Top of Records
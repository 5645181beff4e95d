#![deny(missing_docs)]
#![doc = "Core error taxonomy, geodesy primitives and shared value types for the single-source PSHA engine."]

pub mod errors;
pub mod geodesy;
pub mod provenance;
mod types;

pub use errors::{ErrorInfo, PshaError, Stage};
pub use geodesy::{
    azimuth, destination_point, haversine_distance, normalize_longitude, EARTH_RADIUS_KM,
};
pub use provenance::{RunProvenance, SchemaVersion};
pub use types::{Coordinate, Site};
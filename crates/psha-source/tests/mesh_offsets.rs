mod common;

use psha_core::geodesy::haversine_distance;
use psha_core::PshaError;
use psha_source::{generate_ruptures, start_offsets, ScalingTable, DEFAULT_ASPECT_RATIO};
use proptest::prelude::*;

use common::{reference_fault, reference_mfd};

#[test]
fn reference_mesh_counts_per_bin() {
    let fault = reference_fault();
    let mfd = reference_mfd();
    let table = ScalingTable::leonard_2014(&fault, &mfd, DEFAULT_ASPECT_RATIO).unwrap();
    let mesh = generate_ruptures(&fault, &mfd, &table, 10.0).unwrap();

    let counts: Vec<usize> = mesh.bin_counts().into_iter().map(|(_, count)| count).collect();
    assert_eq!(counts, vec![17, 17, 16, 16, 16, 15, 15, 14, 12, 9, 2, 1, 1]);
    assert_eq!(mesh.len(), 151);

    for (id, rupture) in mesh.ruptures.iter().enumerate() {
        assert_eq!(rupture.id, id);
    }
    for bin in &mfd.bins {
        let total: f64 = mesh.bin(bin.index).map(|r| r.p_location).sum();
        assert!((total - 1.0).abs() < 1e-12);
        assert!(mesh.bin(bin.index).all(|r| r.p_magnitude == bin.pmf));
    }
}

#[test]
fn ruptures_are_centred_on_the_fault() {
    let fault = reference_fault();
    let mfd = reference_mfd();
    let table = ScalingTable::leonard_2014(&fault, &mfd, DEFAULT_ASPECT_RATIO).unwrap();
    let mesh = generate_ruptures(&fault, &mfd, &table, 10.0).unwrap();

    for (bin_index, _) in mesh.bin_counts() {
        let ruptures: Vec<_> = mesh.bin(bin_index).collect();
        let first = ruptures.first().unwrap();
        let last = ruptures.last().unwrap();
        let leading = first.offset_km;
        let trailing = fault.length_km - (last.offset_km + last.length_km);
        assert!((leading - trailing).abs() < 1e-9, "bin {bin_index}");
    }
}

#[test]
fn endpoints_lie_one_rupture_length_apart() {
    let fault = reference_fault();
    let mfd = reference_mfd();
    let table = ScalingTable::leonard_2014(&fault, &mfd, DEFAULT_ASPECT_RATIO).unwrap();
    let mesh = generate_ruptures(&fault, &mfd, &table, 5.0).unwrap();
    for rupture in &mesh.ruptures {
        let span = haversine_distance(rupture.start, rupture.end);
        assert!((span - rupture.length_km).abs() < 1e-6);
        let from_origin = haversine_distance(fault.origin(), rupture.start);
        assert!((from_origin - rupture.offset_km).abs() < 1e-6);
    }
}

#[test]
fn long_ruptures_fall_back_to_a_single_full_length_rupture() {
    let fault = reference_fault();
    let mfd = reference_mfd();
    let table = ScalingTable::leonard_2014(&fault, &mfd, DEFAULT_ASPECT_RATIO).unwrap();
    let mesh = generate_ruptures(&fault, &mfd, &table, 10.0).unwrap();

    let top: Vec<_> = mesh.bin(12).collect();
    assert_eq!(top.len(), 1);
    assert_eq!(top[0].offset_km, 0.0);
    assert_eq!(top[0].length_km, fault.length_km);
    assert_eq!(top[0].p_location, 1.0);
    assert!(haversine_distance(top[0].end, fault.vertices[1]) < 1e-6);
}

#[test]
fn empty_grid_cases() {
    assert!(start_offsets(100.0, 100.0, 10.0).is_empty());
    assert!(start_offsets(100.0, 120.0, 10.0).is_empty());
    assert_eq!(start_offsets(100.0, 95.0, 10.0), vec![2.5]);
    assert_eq!(start_offsets(100.0, 80.0, 10.0), vec![0.0, 10.0, 20.0]);
}

#[test]
fn mesh_spacing_must_be_positive() {
    let fault = reference_fault();
    let mfd = reference_mfd();
    let table = ScalingTable::leonard_2014(&fault, &mfd, DEFAULT_ASPECT_RATIO).unwrap();
    let err = generate_ruptures(&fault, &mfd, &table, 0.0).unwrap_err();
    assert!(matches!(err, PshaError::Configuration(_)));
    assert_eq!(err.info().code, "mesh_spacing_invalid");
}

proptest! {
    #[test]
    fn offsets_are_increasing_and_on_the_fault(
        fault_length in 1.0f64..400.0,
        fraction in 0.01f64..1.2,
        spacing in 0.5f64..25.0,
    ) {
        let rupture_length = fault_length * fraction;
        let offsets = start_offsets(fault_length, rupture_length, spacing);
        if rupture_length >= fault_length {
            prop_assert!(offsets.is_empty());
        } else {
            prop_assert!(!offsets.is_empty());
            prop_assert!(offsets.windows(2).all(|w| w[1] > w[0]));
            prop_assert!(offsets[0] >= 0.0);
            let last = offsets[offsets.len() - 1];
            prop_assert!(last + rupture_length <= fault_length + 1e-6);
            let leading = offsets[0];
            let trailing = fault_length - (last + rupture_length);
            prop_assert!((leading - trailing).abs() < 1e-6);
        }
    }
}
pub mod mfd;
pub mod run;
pub mod template;
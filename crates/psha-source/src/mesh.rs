use psha_core::errors::{ErrorInfo, PshaError, Stage};
use psha_core::geodesy::destination_point;
use psha_core::Coordinate;
use serde::{Deserialize, Serialize};
use tracing::debug;

use crate::fault::FaultSource;
use crate::mfd::MagnitudeFrequencyModel;
use crate::scaling::ScalingTable;

fn mesh_error(code: &str, message: impl Into<String>) -> ErrorInfo {
    ErrorInfo::new(code, message).at(Stage::Mesh)
}

/// Candidate rupture placed on the fault trace.
#[derive(Debug, Clone, Copy, PartialEq, Serialize, Deserialize)]
pub struct Rupture {
    /// Row index across the whole mesh.
    pub id: usize,
    /// Index of the magnitude bin the rupture belongs to.
    pub bin_index: usize,
    /// Magnitude of the bin.
    pub magnitude: f64,
    /// Rupture length in km.
    pub length_km: f64,
    /// Along-strike distance from the first trace vertex to the start point.
    pub offset_km: f64,
    /// Starting coordinate.
    pub start: Coordinate,
    /// Ending coordinate.
    pub end: Coordinate,
    /// Probability mass of the magnitude bin, P(M=m).
    pub p_magnitude: f64,
    /// Location probability within the bin, P(R=r|m).
    pub p_location: f64,
}

/// Every candidate rupture across all magnitude bins, in magnitude-axis order.
#[derive(Debug, Clone, PartialEq, Serialize, Deserialize)]
pub struct RuptureMesh {
    /// Spacing between consecutive start offsets in km.
    pub mesh_spacing_km: f64,
    /// Ruptures ordered by bin, then by offset.
    pub ruptures: Vec<Rupture>,
}

impl RuptureMesh {
    /// Number of ruptures generated for each magnitude bin.
    pub fn bin_counts(&self) -> Vec<(usize, usize)> {
        let mut counts: Vec<(usize, usize)> = Vec::new();
        for rupture in &self.ruptures {
            match counts.last_mut() {
                Some((bin, count)) if *bin == rupture.bin_index => *count += 1,
                _ => counts.push((rupture.bin_index, 1)),
            }
        }
        counts
    }

    /// Ruptures belonging to `bin_index`.
    pub fn bin(&self, bin_index: usize) -> impl Iterator<Item = &Rupture> + '_ {
        self.ruptures
            .iter()
            .filter(move |rupture| rupture.bin_index == bin_index)
    }

    /// Number of ruptures in the mesh.
    pub fn len(&self) -> usize {
        self.ruptures.len()
    }

    /// Returns true when the mesh holds no ruptures.
    pub fn is_empty(&self) -> bool {
        self.ruptures.is_empty()
    }
}

/// Start offsets of every rupture of `rupture_length` that fits on the fault.
///
/// Offsets step by `spacing` from zero while the rupture stays on the trace,
/// then the grid is shifted by half of the unruptured remainder so the
/// ruptures sit symmetrically about the fault midpoint. Returns an empty grid
/// when the rupture is at least as long as the fault.
pub fn start_offsets(fault_length: f64, rupture_length: f64, spacing: f64) -> Vec<f64> {
    if rupture_length >= fault_length {
        return Vec::new();
    }
    let slack = fault_length - rupture_length;
    let steps = (slack / spacing + 1e-9).floor() as usize;
    let last = steps as f64 * spacing;
    let shift = ((slack - last) / 2.0).max(0.0);
    (0..=steps).map(|k| k as f64 * spacing + shift).collect()
}

/// Places every candidate rupture for every magnitude bin.
///
/// A bin whose grid is empty gets a single rupture spanning the whole fault.
pub fn generate_ruptures(
    fault: &FaultSource,
    mfd: &MagnitudeFrequencyModel,
    scaling: &ScalingTable,
    mesh_spacing_km: f64,
) -> Result<RuptureMesh, PshaError> {
    if !mesh_spacing_km.is_finite() || mesh_spacing_km <= 0.0 {
        return Err(PshaError::Configuration(
            mesh_error("mesh_spacing_invalid", "mesh spacing must be positive")
                .with_context("mesh_spacing_km", mesh_spacing_km),
        ));
    }
    if scaling.entries.len() != mfd.bins.len() {
        return Err(PshaError::Configuration(
            mesh_error(
                "scaling_axis_mismatch",
                "scaling table does not match the magnitude axis",
            )
            .with_context("bins", mfd.bins.len())
            .with_context("entries", scaling.entries.len()),
        ));
    }
    let strike = fault.line_strike()?;
    let origin = fault.origin();
    let fault_length = fault.length_km;

    let mut ruptures = Vec::new();
    for (bin, dims) in mfd.bins.iter().zip(&scaling.entries) {
        let mut offsets = start_offsets(fault_length, dims.length_km, mesh_spacing_km);
        let length_km = if offsets.is_empty() {
            offsets.push(0.0);
            fault_length
        } else {
            dims.length_km
        };
        let p_location = 1.0 / offsets.len() as f64;

        for offset_km in offsets {
            let start = destination_point(origin, strike, offset_km);
            let end = destination_point(origin, strike, offset_km + length_km);
            ruptures.push(Rupture {
                id: ruptures.len(),
                bin_index: bin.index,
                magnitude: bin.magnitude,
                length_km,
                offset_km,
                start,
                end,
                p_magnitude: bin.pmf,
                p_location,
            });
        }
    }

    debug!(
        ruptures = ruptures.len(),
        mesh_spacing_km, fault_length, "rupture mesh generated"
    );
    Ok(RuptureMesh {
        mesh_spacing_km,
        ruptures,
    })
}
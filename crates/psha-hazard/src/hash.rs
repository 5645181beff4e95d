use psha_core::errors::PshaError;
use serde::Serialize;
use sha2::{Digest, Sha256};

use crate::serde::to_canonical_json_bytes;

/// Computes a stable SHA256 hash of the canonical JSON form of `value`.
pub fn stable_hash_string<T: Serialize>(value: &T) -> Result<String, PshaError> {
    let bytes = to_canonical_json_bytes(value)?;
    Ok(format!("{:x}", Sha256::digest(&bytes)))
}
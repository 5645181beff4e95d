//! Structured error types shared across PSHA crates.

use std::collections::BTreeMap;
use std::fmt::{self, Display};

use serde::{Deserialize, Serialize};
use thiserror::Error;

/// Pipeline stage that detected a failure.
#[derive(Debug, Clone, Copy, PartialEq, Eq, PartialOrd, Ord, Hash, Serialize, Deserialize)]
#[serde(rename_all = "snake_case")]
pub enum Stage {
    /// Great-circle primitives and coordinate parsing.
    Geodesy,
    /// Fault characterization.
    Fault,
    /// Magnitude-frequency distribution.
    Mfd,
    /// Magnitude-area scaling and rupture length derivation.
    Scaling,
    /// Rupture mesh generation.
    Mesh,
    /// Source-to-site distance evaluation.
    Distance,
    /// Ground-motion prediction.
    Gmm,
    /// Hazard integration.
    Hazard,
    /// Configuration loading and validation.
    Config,
    /// Artifact export.
    Export,
}

impl Stage {
    /// Returns the stable lowercase label of the stage.
    pub fn as_str(&self) -> &'static str {
        match self {
            Stage::Geodesy => "geodesy",
            Stage::Fault => "fault",
            Stage::Mfd => "mfd",
            Stage::Scaling => "scaling",
            Stage::Mesh => "mesh",
            Stage::Distance => "distance",
            Stage::Gmm => "gmm",
            Stage::Hazard => "hazard",
            Stage::Config => "config",
            Stage::Export => "export",
        }
    }
}

impl Display for Stage {
    fn fmt(&self, f: &mut fmt::Formatter<'_>) -> fmt::Result {
        f.write_str(self.as_str())
    }
}

/// Structured payload attached to every [`PshaError`] variant.
#[derive(Debug, Clone, PartialEq, Eq, Serialize, Deserialize)]
pub struct ErrorInfo {
    /// Stable machine readable error code.
    pub code: String,
    /// Human readable diagnostic message.
    pub message: String,
    /// Stage of the pipeline that raised the error.
    #[serde(skip_serializing_if = "Option::is_none")]
    pub stage: Option<Stage>,
    /// Contextual key value pairs (offending values, indices, etc.).
    #[serde(default)]
    pub context: BTreeMap<String, String>,
    /// Optional hint that may help the caller resolve the issue.
    #[serde(skip_serializing_if = "Option::is_none")]
    pub hint: Option<String>,
}

impl ErrorInfo {
    /// Creates a new error payload with the provided code and message.
    pub fn new(code: impl Into<String>, message: impl Into<String>) -> Self {
        Self {
            code: code.into(),
            message: message.into(),
            stage: None,
            context: BTreeMap::new(),
            hint: None,
        }
    }

    /// Records the stage that detected the error.
    pub fn at(mut self, stage: Stage) -> Self {
        self.stage = Some(stage);
        self
    }

    /// Adds a context entry to the payload.
    pub fn with_context(mut self, key: impl Into<String>, value: impl ToString) -> Self {
        self.context.insert(key.into(), value.to_string());
        self
    }

    /// Sets a human readable hint for remediation.
    pub fn with_hint(mut self, hint: impl Into<String>) -> Self {
        self.hint = Some(hint.into());
        self
    }
}

/// Canonical error type for the PSHA engine.
#[derive(Debug, Clone, PartialEq, Eq, Serialize, Deserialize, Error)]
#[serde(tag = "family", content = "detail")]
pub enum PshaError {
    /// Invalid or out-of-domain input.
    #[error("configuration error: {0}")]
    Configuration(ErrorInfo),
    /// Degenerate geometry (coincident points, zero width or length).
    #[error("domain error: {0}")]
    Domain(ErrorInfo),
    /// A statistical function would receive a non-positive or non-finite argument.
    #[error("numeric error: {0}")]
    Numeric(ErrorInfo),
    /// Serialization, I/O and export errors.
    #[error("serde error: {0}")]
    Serde(ErrorInfo),
}

impl Display for ErrorInfo {
    fn fmt(&self, f: &mut fmt::Formatter<'_>) -> fmt::Result {
        if let Some(stage) = &self.stage {
            write!(f, "[{stage}] ")?;
        }
        write!(f, "{} (code: {})", self.message, self.code)?;
        if !self.context.is_empty() {
            write!(f, " | context: [")?;
            for (idx, (key, value)) in self.context.iter().enumerate() {
                if idx > 0 {
                    write!(f, ", ")?;
                }
                write!(f, "{key}={value}")?;
            }
            write!(f, "]")?;
        }
        if let Some(hint) = &self.hint {
            write!(f, " | hint: {hint}")?;
        }
        Ok(())
    }
}

impl PshaError {
    /// Returns a reference to the payload describing the error.
    pub fn info(&self) -> &ErrorInfo {
        match self {
            PshaError::Configuration(info)
            | PshaError::Domain(info)
            | PshaError::Numeric(info)
            | PshaError::Serde(info) => info,
        }
    }

    /// Returns the stage that raised the error, when recorded.
    pub fn stage(&self) -> Option<Stage> {
        self.info().stage
    }

    /// Shorthand for a configuration error raised at `stage`.
    pub fn configuration(stage: Stage, code: &str, message: impl Into<String>) -> Self {
        PshaError::Configuration(ErrorInfo::new(code, message).at(stage))
    }

    /// Shorthand for a domain error raised at `stage`.
    pub fn domain(stage: Stage, code: &str, message: impl Into<String>) -> Self {
        PshaError::Domain(ErrorInfo::new(code, message).at(stage))
    }

    /// Shorthand for a numeric error raised at `stage`.
    pub fn numeric(stage: Stage, code: &str, message: impl Into<String>) -> Self {
        PshaError::Numeric(ErrorInfo::new(code, message).at(stage))
    }
}
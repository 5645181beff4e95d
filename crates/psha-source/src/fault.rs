use std::fmt;
use std::str::FromStr;

use psha_core::errors::{ErrorInfo, PshaError, Stage};
use psha_core::geodesy::{azimuth, haversine_distance};
use psha_core::Coordinate;
use serde::{Deserialize, Serialize};
use tracing::debug;

fn fault_error(code: &str, message: impl Into<String>) -> ErrorInfo {
    ErrorInfo::new(code, message).at(Stage::Fault)
}

/// Faulting style derived from the rake angle.
#[derive(Debug, Clone, Copy, PartialEq, Eq, Hash, Serialize, Deserialize)]
#[serde(rename_all = "snake_case")]
pub enum Mechanism {
    /// Normal faulting (rake strictly within 225..315 after normalisation).
    Normal,
    /// Reverse faulting (rake strictly within 45..135).
    Reverse,
    /// Everything else, boundaries included.
    StrikeSlip,
}

impl Mechanism {
    /// Classifies a rake angle given in degrees.
    ///
    /// Negative rakes are first shifted into `[0, 360)`. The ranges are open,
    /// so 45, 135, 225 and 315 all classify as strike-slip.
    pub fn from_rake(rake_deg: f64) -> Self {
        let rake = normalize_rake(rake_deg);
        if rake > 45.0 && rake < 135.0 {
            Mechanism::Reverse
        } else if rake > 225.0 && rake < 315.0 {
            Mechanism::Normal
        } else {
            Mechanism::StrikeSlip
        }
    }

    /// Returns the canonical label of the mechanism.
    pub fn as_str(&self) -> &'static str {
        match self {
            Mechanism::Normal => "Normal",
            Mechanism::Reverse => "Reverse",
            Mechanism::StrikeSlip => "StrikeSlip",
        }
    }
}

impl fmt::Display for Mechanism {
    fn fmt(&self, f: &mut fmt::Formatter<'_>) -> fmt::Result {
        f.write_str(self.as_str())
    }
}

impl FromStr for Mechanism {
    type Err = PshaError;

    fn from_str(s: &str) -> Result<Self, Self::Err> {
        let key: String = s
            .chars()
            .filter(|c| !matches!(c, ' ' | '-' | '_'))
            .flat_map(char::to_lowercase)
            .collect();
        match key.as_str() {
            "normal" => Ok(Mechanism::Normal),
            "reverse" => Ok(Mechanism::Reverse),
            "strikeslip" => Ok(Mechanism::StrikeSlip),
            _ => Err(PshaError::Configuration(
                fault_error("mechanism_unknown", "unrecognized faulting mechanism")
                    .with_context("mechanism", s)
                    .with_hint("expected one of Normal, Reverse, StrikeSlip"),
            )),
        }
    }
}

/// Shifts negative rakes into `[0, 360)`.
pub fn normalize_rake(rake_deg: f64) -> f64 {
    if rake_deg < 0.0 {
        rake_deg + 360.0
    } else {
        rake_deg
    }
}

/// Geometric type of the seismic source.
#[derive(Debug, Clone, Copy, PartialEq, Eq, Serialize, Deserialize)]
#[serde(rename_all = "snake_case")]
pub enum SourceType {
    /// Single vertex; characterized but not meshable.
    Point,
    /// Two or more vertices describing a fault trace.
    Fault,
}

impl SourceType {
    fn classify(vertices: &[Coordinate]) -> Result<Self, PshaError> {
        match vertices.len() {
            0 => Err(PshaError::Configuration(fault_error(
                "vertices_empty",
                "a source needs at least one coordinate pair",
            ))),
            1 => Ok(SourceType::Point),
            _ => Ok(SourceType::Fault),
        }
    }
}

/// User supplied description of the causative fault.
#[derive(Debug, Clone, PartialEq, Serialize, Deserialize)]
pub struct FaultSpec {
    /// Ordered trace vertices as `[lat, lon]` pairs.
    pub vertices: Vec<Coordinate>,
    /// Upper seismogenic depth in km.
    pub upper_depth_km: f64,
    /// Lower seismogenic depth in km.
    pub lower_depth_km: f64,
    /// Dip angle in degrees, within (0, 90].
    pub dip_deg: f64,
    /// Rake angle in degrees, within [-180, 180].
    pub rake_deg: f64,
}

/// Characterized fault; immutable once built.
#[derive(Debug, Clone, PartialEq, Serialize, Deserialize)]
pub struct FaultSource {
    /// Ordered trace vertices.
    pub vertices: Vec<Coordinate>,
    /// Geometric source type.
    pub source_type: SourceType,
    /// Upper seismogenic depth in km.
    pub upper_depth_km: f64,
    /// Lower seismogenic depth in km.
    pub lower_depth_km: f64,
    /// Dip angle in degrees.
    pub dip_deg: f64,
    /// Rake angle normalised to `[0, 360)`.
    pub rake_deg: f64,
    /// Great-circle length of each trace segment, in km.
    pub segment_lengths_km: Vec<f64>,
    /// Total trace length in km.
    pub length_km: f64,
    /// Down-dip width in km.
    pub width_km: f64,
    /// Azimuth of the first segment, absent for point sources.
    pub strike_deg: Option<f64>,
    /// Faulting mechanism derived from the rake.
    pub mechanism: Mechanism,
}

impl FaultSource {
    /// Validates `spec` and derives lengths, width, strike and mechanism.
    pub fn characterize(spec: &FaultSpec) -> Result<Self, PshaError> {
        let source_type = SourceType::classify(&spec.vertices)?;
        validate_depths(spec.upper_depth_km, spec.lower_depth_km)?;
        validate_dip(spec.dip_deg)?;
        if !spec.rake_deg.is_finite() || !(-180.0..=180.0).contains(&spec.rake_deg) {
            return Err(PshaError::Configuration(
                fault_error("rake_out_of_range", "rake must lie within [-180, 180]")
                    .with_context("rake", spec.rake_deg),
            ));
        }

        let mut segment_lengths_km = Vec::with_capacity(spec.vertices.len().saturating_sub(1));
        for (idx, pair) in spec.vertices.windows(2).enumerate() {
            let length = haversine_distance(pair[0], pair[1]);
            if length <= 0.0 {
                return Err(PshaError::Domain(
                    fault_error("segment_degenerate", "fault segment has zero length")
                        .with_context("segment", idx)
                        .with_hint("consecutive vertices must be distinct"),
                ));
            }
            segment_lengths_km.push(length);
        }
        let length_km: f64 = segment_lengths_km.iter().sum();
        let width_km = (spec.lower_depth_km - spec.upper_depth_km) / spec.dip_deg.to_radians().sin();
        let strike_deg = match source_type {
            SourceType::Fault => Some(azimuth(spec.vertices[0], spec.vertices[1])),
            SourceType::Point => None,
        };
        let rake_deg = normalize_rake(spec.rake_deg);
        let mechanism = Mechanism::from_rake(rake_deg);

        debug!(
            ?source_type,
            length_km,
            width_km,
            strike = ?strike_deg,
            %mechanism,
            "fault characterized"
        );

        Ok(Self {
            vertices: spec.vertices.clone(),
            source_type,
            upper_depth_km: spec.upper_depth_km,
            lower_depth_km: spec.lower_depth_km,
            dip_deg: spec.dip_deg,
            rake_deg,
            segment_lengths_km,
            length_km,
            width_km,
            strike_deg,
            mechanism,
        })
    }

    /// Returns the strike of a two-vertex line source.
    ///
    /// Rupture placement projects along a single azimuth, so point sources and
    /// multi-segment traces are rejected here.
    pub fn line_strike(&self) -> Result<f64, PshaError> {
        match (self.source_type, self.strike_deg) {
            (SourceType::Fault, Some(strike)) if self.vertices.len() == 2 => Ok(strike),
            (SourceType::Point, _) => Err(PshaError::Configuration(
                fault_error("point_source_unsupported", "point sources cannot be meshed")
                    .with_hint("supply a two-vertex fault trace"),
            )),
            _ => Err(PshaError::Configuration(
                fault_error(
                    "fault_not_two_point",
                    "only two-vertex line sources can be meshed",
                )
                .with_context("vertices", self.vertices.len()),
            )),
        }
    }

    /// First trace vertex, the origin of all along-strike offsets.
    pub fn origin(&self) -> Coordinate {
        self.vertices[0]
    }
}

fn validate_depths(upper: f64, lower: f64) -> Result<(), PshaError> {
    if !upper.is_finite() || !lower.is_finite() || upper < 0.0 {
        return Err(PshaError::Configuration(
            fault_error("depth_invalid", "seismogenic depths must be finite and non-negative")
                .with_context("upper", upper)
                .with_context("lower", lower),
        ));
    }
    if lower <= upper {
        return Err(PshaError::Configuration(
            fault_error("depth_range_empty", "lower depth must exceed upper depth")
                .with_context("upper", upper)
                .with_context("lower", lower),
        ));
    }
    Ok(())
}

fn validate_dip(dip: f64) -> Result<(), PshaError> {
    if !dip.is_finite() || !(0.0..=90.0).contains(&dip) {
        return Err(PshaError::Configuration(
            fault_error("dip_out_of_range", "dip must lie within (0, 90]")
                .with_context("dip", dip),
        ));
    }
    if dip == 0.0 {
        return Err(PshaError::Domain(
            fault_error("dip_zero", "a horizontal fault has no finite down-dip width")
                .with_context("dip", dip),
        ));
    }
    Ok(())
}
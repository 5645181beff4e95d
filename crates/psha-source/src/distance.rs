use psha_core::errors::{ErrorInfo, PshaError, Stage};
use psha_core::geodesy::{haversine_distance, normalize_longitude};
use psha_core::{Coordinate, Site};
use serde::{Deserialize, Serialize};
use tracing::debug;

use crate::mesh::{Rupture, RuptureMesh};

/// Rupture annotated with its closest approach to the site.
#[derive(Debug, Clone, Copy, PartialEq, Serialize, Deserialize)]
pub struct LocatedRupture {
    /// Underlying rupture.
    pub rupture: Rupture,
    /// Point on the rupture closest to the site.
    pub closest_point: Coordinate,
    /// Great-circle distance from the site to `closest_point`, in km.
    pub distance_km: f64,
}

/// Longitude of `lon` shifted by whole turns to lie within 180° of `reference`.
fn unwrap_longitude(lon: f64, reference: f64) -> f64 {
    let delta = lon - reference;
    if delta > 180.0 {
        lon - 360.0
    } else if delta < -180.0 {
        lon + 360.0
    } else {
        lon
    }
}

/// Point of the segment `start`..`end` closest to `site`.
///
/// The site is projected onto the segment in a local equirectangular frame
/// and the projection parameter is clamped to the segment's extent.
/// Longitudes are unwrapped around `start` so segments crossing the
/// antimeridian are interpolated the short way.
pub fn closest_point(
    start: Coordinate,
    end: Coordinate,
    site: Coordinate,
) -> Result<Coordinate, PshaError> {
    let scale = ((start.lat + end.lat) / 2.0).to_radians().cos();
    let (ax, ay) = (start.lon * scale, start.lat);
    let end_lon = unwrap_longitude(end.lon, start.lon);
    let site_lon = unwrap_longitude(site.lon, start.lon);
    let (bx, by) = (end_lon * scale, end.lat);
    let (px, py) = (site_lon * scale, site.lat);

    let (dx, dy) = (bx - ax, by - ay);
    let length_sq = dx * dx + dy * dy;
    if length_sq <= f64::EPSILON * f64::EPSILON {
        return Err(PshaError::Domain(
            ErrorInfo::new("segment_degenerate", "rupture endpoints coincide")
                .at(Stage::Distance)
                .with_context("start", start)
                .with_context("end", end),
        ));
    }
    let t = (((px - ax) * dx + (py - ay) * dy) / length_sq).clamp(0.0, 1.0);
    Ok(Coordinate {
        lat: start.lat + t * (end.lat - start.lat),
        lon: normalize_longitude(start.lon + t * (end_lon - start.lon)),
    })
}

/// Closest-approach distance in km from `site` to the segment `start`..`end`.
pub fn closest_distance(
    start: Coordinate,
    end: Coordinate,
    site: Coordinate,
) -> Result<f64, PshaError> {
    let nearest = closest_point(start, end, site)?;
    Ok(haversine_distance(site, nearest))
}

/// Annotates every rupture of `mesh` with its distance to `site`.
pub fn locate_ruptures(mesh: &RuptureMesh, site: &Site) -> Result<Vec<LocatedRupture>, PshaError> {
    let located = mesh
        .ruptures
        .iter()
        .map(|rupture| -> Result<LocatedRupture, PshaError> {
            let closest_point = closest_point(rupture.start, rupture.end, site.location)
                .map_err(|err| with_rupture_context(err, rupture.id))?;
            Ok(LocatedRupture {
                rupture: *rupture,
                closest_point,
                distance_km: haversine_distance(site.location, closest_point),
            })
        })
        .collect::<Result<Vec<_>, _>>()?;

    if let Some(nearest) = located
        .iter()
        .map(|entry| entry.distance_km)
        .min_by(f64::total_cmp)
    {
        debug!(ruptures = located.len(), nearest_km = nearest, "distances evaluated");
    }
    Ok(located)
}

fn with_rupture_context(err: PshaError, id: usize) -> PshaError {
    match err {
        PshaError::Domain(info) => PshaError::Domain(info.with_context("rupture", id)),
        other => other,
    }
}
Bottom of Records
The result should be every line that contains "PartialEq", copied from the entries.

> [Answer to this problem]:
#[derive(Debug, Clone, Copy, PartialEq, Serialize, Deserialize)]
#[derive(Debug, Clone, PartialEq, Serialize, Deserialize)]
#[derive(Debug, Clone, Copy, PartialEq, Eq, PartialOrd, Ord, Hash, Serialize, Deserialize)]
#[derive(Debug, Clone, PartialEq, Eq, Serialize, Deserialize)]
#[derive(Debug, Clone, PartialEq, Eq, Serialize, Deserialize, Error)]
#[derive(Debug, Clone, Copy, PartialEq, Eq, Hash, Serialize, Deserialize)]
#[derive(Debug, Clone, Copy, PartialEq, Eq, Serialize, Deserialize)]
#[derive(Debug, Clone, PartialEq, Serialize, Deserialize)]
#[derive(Debug, Clone, PartialEq, Serialize, Deserialize)]
#[derive(Debug, Clone, Copy, PartialEq, Serialize, Deserialize)]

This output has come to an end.